Information supplied
━━━

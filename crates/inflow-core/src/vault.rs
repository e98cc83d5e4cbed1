//! Token vault: OAuth credential lifecycle per (organization, provider)
//!
//! State machine per key: Absent -> Active -> Expiring -> Refreshing ->
//! Active on success, or Refreshing -> Invalid (terminal, requires user
//! re-authorization). `Active`/`Invalid` are persisted rows; `Expiring` and
//! `Refreshing` are transient.
//!
//! Refresh is single-flighted per key: concurrent callers take a keyed lock,
//! and whoever acquires it second re-reads the store and reuses the first
//! refresh's outcome — the replaced record, or its terminal failure —
//! instead of hitting the token endpoint again.

use std::collections::HashMap;

use chrono::{Duration, Utc};
use serde::Deserialize;
use tokio::sync::Mutex;
use tracing::{debug, info, warn};

use crate::config::SyncConfig;
use crate::db::Database;
use crate::error::{Error, Result};
use crate::models::{IntegrationTokens, Provider, TokenStatus};

/// Default safety margin before expiry at which a token is refreshed
pub const DEFAULT_REFRESH_MARGIN_SECS: i64 = 300;

type Key = (i64, Provider);

pub struct TokenVault {
    db: Database,
    http: reqwest::Client,
    config: SyncConfig,
    refresh_margin: Duration,
    // Keyed locks for single-flight refresh; the inner mutex is held for
    // the duration of one refresh, the outer only to look up the entry
    inflight: Mutex<HashMap<Key, std::sync::Arc<Mutex<()>>>>,
}

impl TokenVault {
    pub fn new(db: Database, config: SyncConfig) -> Self {
        Self {
            db,
            http: reqwest::Client::new(),
            config,
            refresh_margin: Duration::seconds(DEFAULT_REFRESH_MARGIN_SECS),
            inflight: Mutex::new(HashMap::new()),
        }
    }

    pub fn with_refresh_margin(mut self, margin: Duration) -> Self {
        self.refresh_margin = margin;
        self
    }

    /// Store tokens from an initial link (or a user re-authorization)
    pub fn store(
        &self,
        organization_id: i64,
        provider: Provider,
        tokens: &IntegrationTokens,
    ) -> Result<()> {
        self.db.replace_tokens(organization_id, provider, tokens)
    }

    /// Current tokens for a key, refreshing first when inside the expiry
    /// safety margin. An absent or invalid record surfaces `AuthExpired`.
    pub async fn get(&self, organization_id: i64, provider: Provider) -> Result<IntegrationTokens> {
        let (tokens, status) = self
            .db
            .get_tokens(organization_id, provider)?
            .ok_or_else(|| Error::AuthExpired(provider.to_string()))?;

        if status == TokenStatus::Invalid {
            return Err(Error::AuthExpired(provider.to_string()));
        }
        if !self.is_expiring(&tokens) {
            return Ok(tokens);
        }

        debug!(
            provider = provider.as_str(),
            organization_id, "Token inside expiry margin, refreshing"
        );
        self.refresh(organization_id, provider, &tokens.access_token)
            .await
    }

    /// Exchange the refresh token at the provider's token endpoint and
    /// atomically replace the stored record. `seen_access_token` is the
    /// access token the caller found stale or rejected; a stored record
    /// that still carries it has not been refreshed yet, so the exchange
    /// proceeds even when the vault believes the token is live (the
    /// reactive path: an upstream rejected a token before its expiry).
    ///
    /// Serialized per (organization, provider): a concurrent caller waits on
    /// the keyed lock and then reuses the first refresh's outcome — the
    /// replaced record on success, `AuthExpired` without a second endpoint
    /// call when the record was marked invalid. Transient endpoint failures
    /// leave the record untouched.
    pub async fn refresh(
        &self,
        organization_id: i64,
        provider: Provider,
        seen_access_token: &str,
    ) -> Result<IntegrationTokens> {
        let key_lock = {
            let mut inflight = self.inflight.lock().await;
            inflight
                .entry((organization_id, provider))
                .or_insert_with(|| std::sync::Arc::new(Mutex::new(())))
                .clone()
        };
        let _guard = key_lock.lock().await;

        // Re-read after acquiring: the refresh we queued behind may have
        // already settled this key, either way
        match self.db.get_tokens(organization_id, provider)? {
            Some((_, TokenStatus::Invalid)) => {
                debug!(
                    provider = provider.as_str(),
                    organization_id, "Concurrent refresh already failed terminally"
                );
                return Err(Error::AuthExpired(provider.to_string()));
            }
            Some((tokens, TokenStatus::Active)) if tokens.access_token != seen_access_token => {
                debug!(
                    provider = provider.as_str(),
                    organization_id, "Reusing refresh completed by concurrent caller"
                );
                return Ok(tokens);
            }
            _ => {}
        }

        self.refresh_locked(organization_id, provider).await
    }

    async fn refresh_locked(
        &self,
        organization_id: i64,
        provider: Provider,
    ) -> Result<IntegrationTokens> {
        let settings = self
            .config
            .settings(provider)
            .ok_or_else(|| Error::Config(format!("no settings for provider {}", provider)))?;

        let (tokens, _) = self
            .db
            .get_tokens(organization_id, provider)?
            .ok_or_else(|| Error::AuthExpired(provider.to_string()))?;

        let Some(refresh_token) = tokens.refresh_token else {
            // Nothing to exchange; terminal until the user re-links
            self.db.mark_tokens_invalid(organization_id, provider)?;
            return Err(Error::AuthExpired(provider.to_string()));
        };

        let response = self
            .http
            .post(&settings.token_url)
            .form(&[
                ("grant_type", "refresh_token"),
                ("refresh_token", refresh_token.as_str()),
                ("client_id", settings.client_id.as_str()),
                ("client_secret", settings.client_secret.as_str()),
            ])
            .send()
            .await?;

        let status = response.status();
        if status.is_client_error() {
            // Revoked or expired refresh token: terminal per provider
            warn!(
                provider = provider.as_str(),
                organization_id,
                %status,
                "Refresh token rejected, marking integration invalid"
            );
            self.db.mark_tokens_invalid(organization_id, provider)?;
            return Err(Error::AuthExpired(provider.to_string()));
        }
        if !status.is_success() {
            return Err(Error::ProviderUnavailable(format!(
                "token endpoint for {} returned {}",
                provider, status
            )));
        }

        let grant: TokenGrantResponse = response.json().await?;
        let refreshed = IntegrationTokens {
            access_token: grant.access_token,
            // Providers that rotate refresh tokens send a new one; keep the
            // old one otherwise
            refresh_token: grant.refresh_token.or(Some(refresh_token)),
            expires_at: grant
                .expires_in
                .map(|secs| Utc::now() + Duration::seconds(secs)),
        };

        self.db
            .replace_tokens(organization_id, provider, &refreshed)?;
        info!(
            provider = provider.as_str(),
            organization_id, "Token refreshed"
        );
        Ok(refreshed)
    }

    fn is_expiring(&self, tokens: &IntegrationTokens) -> bool {
        match tokens.expires_at {
            Some(expires_at) => expires_at - self.refresh_margin <= Utc::now(),
            // No expiry supplied: treat as long-lived
            None => false,
        }
    }
}

/// OAuth refresh-grant response
#[derive(Debug, Deserialize)]
struct TokenGrantResponse {
    access_token: String,
    refresh_token: Option<String>,
    expires_in: Option<i64>,
}

#[cfg(test)]
mod tests {
    use super::*;
    use crate::config::ProviderSettings;
    use crate::test_utils::MockProviderServer;

    fn vault_with_server(db: &Database, server: &MockProviderServer) -> TokenVault {
        let config = SyncConfig::default().with_provider(
            Provider::Plaid,
            ProviderSettings {
                api_base: server.url(),
                token_url: format!("{}/oauth/token", server.url()),
                client_id: "client-1".to_string(),
                client_secret: "secret-1".to_string(),
            },
        );
        TokenVault::new(db.clone(), config)
    }

    fn expiring_tokens() -> IntegrationTokens {
        IntegrationTokens {
            access_token: "stale".to_string(),
            refresh_token: Some("rt-1".to_string()),
            expires_at: Some(Utc::now() + Duration::seconds(30)),
        }
    }

    #[tokio::test]
    async fn test_get_returns_fresh_token_without_refresh() {
        let db = Database::in_memory().unwrap();
        let server = MockProviderServer::start().await;
        let vault = vault_with_server(&db, &server);

        let tokens = IntegrationTokens {
            access_token: "fresh".to_string(),
            refresh_token: Some("rt-1".to_string()),
            expires_at: Some(Utc::now() + Duration::hours(2)),
        };
        vault.store(1, Provider::Plaid, &tokens).unwrap();

        let got = vault.get(1, Provider::Plaid).await.unwrap();
        assert_eq!(got.access_token, "fresh");
        assert_eq!(server.refresh_calls(), 0);
    }

    #[tokio::test]
    async fn test_get_refreshes_inside_margin() {
        let db = Database::in_memory().unwrap();
        let server = MockProviderServer::start().await;
        let vault = vault_with_server(&db, &server);

        vault.store(1, Provider::Plaid, &expiring_tokens()).unwrap();

        let got = vault.get(1, Provider::Plaid).await.unwrap();
        assert_ne!(got.access_token, "stale");
        assert_eq!(server.refresh_calls(), 1);

        // The stored record was superseded, not appended
        let (stored, status) = db.get_tokens(1, Provider::Plaid).unwrap().unwrap();
        assert_eq!(stored.access_token, got.access_token);
        assert_eq!(status, TokenStatus::Active);
    }

    #[tokio::test]
    async fn test_concurrent_gets_refresh_once() {
        let db = Database::in_memory().unwrap();
        let server = MockProviderServer::start().await;
        let vault = std::sync::Arc::new(vault_with_server(&db, &server));

        vault.store(1, Provider::Plaid, &expiring_tokens()).unwrap();

        let (a, b) = tokio::join!(vault.get(1, Provider::Plaid), vault.get(1, Provider::Plaid));
        let a = a.unwrap();
        let b = b.unwrap();

        // Exactly one refresh network call; the second caller reused it
        assert_eq!(server.refresh_calls(), 1);
        assert_eq!(a.access_token, b.access_token);
    }

    #[tokio::test]
    async fn test_refresh_exchanges_even_when_token_looks_live() {
        let db = Database::in_memory().unwrap();
        let server = MockProviderServer::start().await;
        let vault = vault_with_server(&db, &server);

        // Upstream rejected this token well before its expiry; the vault
        // still considers it live
        let tokens = IntegrationTokens {
            access_token: "rejected-upstream".to_string(),
            refresh_token: Some("rt-1".to_string()),
            expires_at: Some(Utc::now() + Duration::hours(2)),
        };
        vault.store(1, Provider::Plaid, &tokens).unwrap();

        let got = vault
            .refresh(1, Provider::Plaid, "rejected-upstream")
            .await
            .unwrap();
        assert_eq!(server.refresh_calls(), 1);
        assert_ne!(got.access_token, "rejected-upstream");

        let (stored, status) = db.get_tokens(1, Provider::Plaid).unwrap().unwrap();
        assert_eq!(stored.access_token, got.access_token);
        assert_eq!(status, TokenStatus::Active);
    }

    #[tokio::test]
    async fn test_concurrent_rejected_refresh_exchanges_once() {
        let db = Database::in_memory().unwrap();
        let server = MockProviderServer::start().await;
        server.set_reject_refresh(true);
        let vault = std::sync::Arc::new(vault_with_server(&db, &server));

        vault.store(1, Provider::Plaid, &expiring_tokens()).unwrap();

        let (a, b) = tokio::join!(vault.get(1, Provider::Plaid), vault.get(1, Provider::Plaid));

        // The revoked refresh token goes to the endpoint exactly once; the
        // second caller finds the record invalid and reuses the outcome
        assert_eq!(server.refresh_calls(), 1);
        assert!(matches!(a.unwrap_err(), Error::AuthExpired(_)));
        assert!(matches!(b.unwrap_err(), Error::AuthExpired(_)));

        let (_, status) = db.get_tokens(1, Provider::Plaid).unwrap().unwrap();
        assert_eq!(status, TokenStatus::Invalid);
    }

    #[tokio::test]
    async fn test_rejected_refresh_marks_invalid() {
        let db = Database::in_memory().unwrap();
        let server = MockProviderServer::start().await;
        server.set_reject_refresh(true);
        let vault = vault_with_server(&db, &server);

        vault.store(1, Provider::Plaid, &expiring_tokens()).unwrap();

        let err = vault.get(1, Provider::Plaid).await.unwrap_err();
        assert!(matches!(err, Error::AuthExpired(_)));

        let (_, status) = db.get_tokens(1, Provider::Plaid).unwrap().unwrap();
        assert_eq!(status, TokenStatus::Invalid);

        // Terminal: subsequent gets fail without another endpoint call
        let calls_before = server.refresh_calls();
        let err = vault.get(1, Provider::Plaid).await.unwrap_err();
        assert!(matches!(err, Error::AuthExpired(_)));
        assert_eq!(server.refresh_calls(), calls_before);
    }

    #[tokio::test]
    async fn test_missing_refresh_token_is_terminal() {
        let db = Database::in_memory().unwrap();
        let server = MockProviderServer::start().await;
        let vault = vault_with_server(&db, &server);

        let tokens = IntegrationTokens {
            access_token: "stale".to_string(),
            refresh_token: None,
            expires_at: Some(Utc::now() - Duration::seconds(10)),
        };
        vault.store(1, Provider::Plaid, &tokens).unwrap();

        let err = vault.get(1, Provider::Plaid).await.unwrap_err();
        assert!(matches!(err, Error::AuthExpired(_)));
        assert_eq!(server.refresh_calls(), 0);
    }
}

━━━

Work instructions
Find how many lines in the listing contain the word "first" and give that count alone.

Response for this exercise
3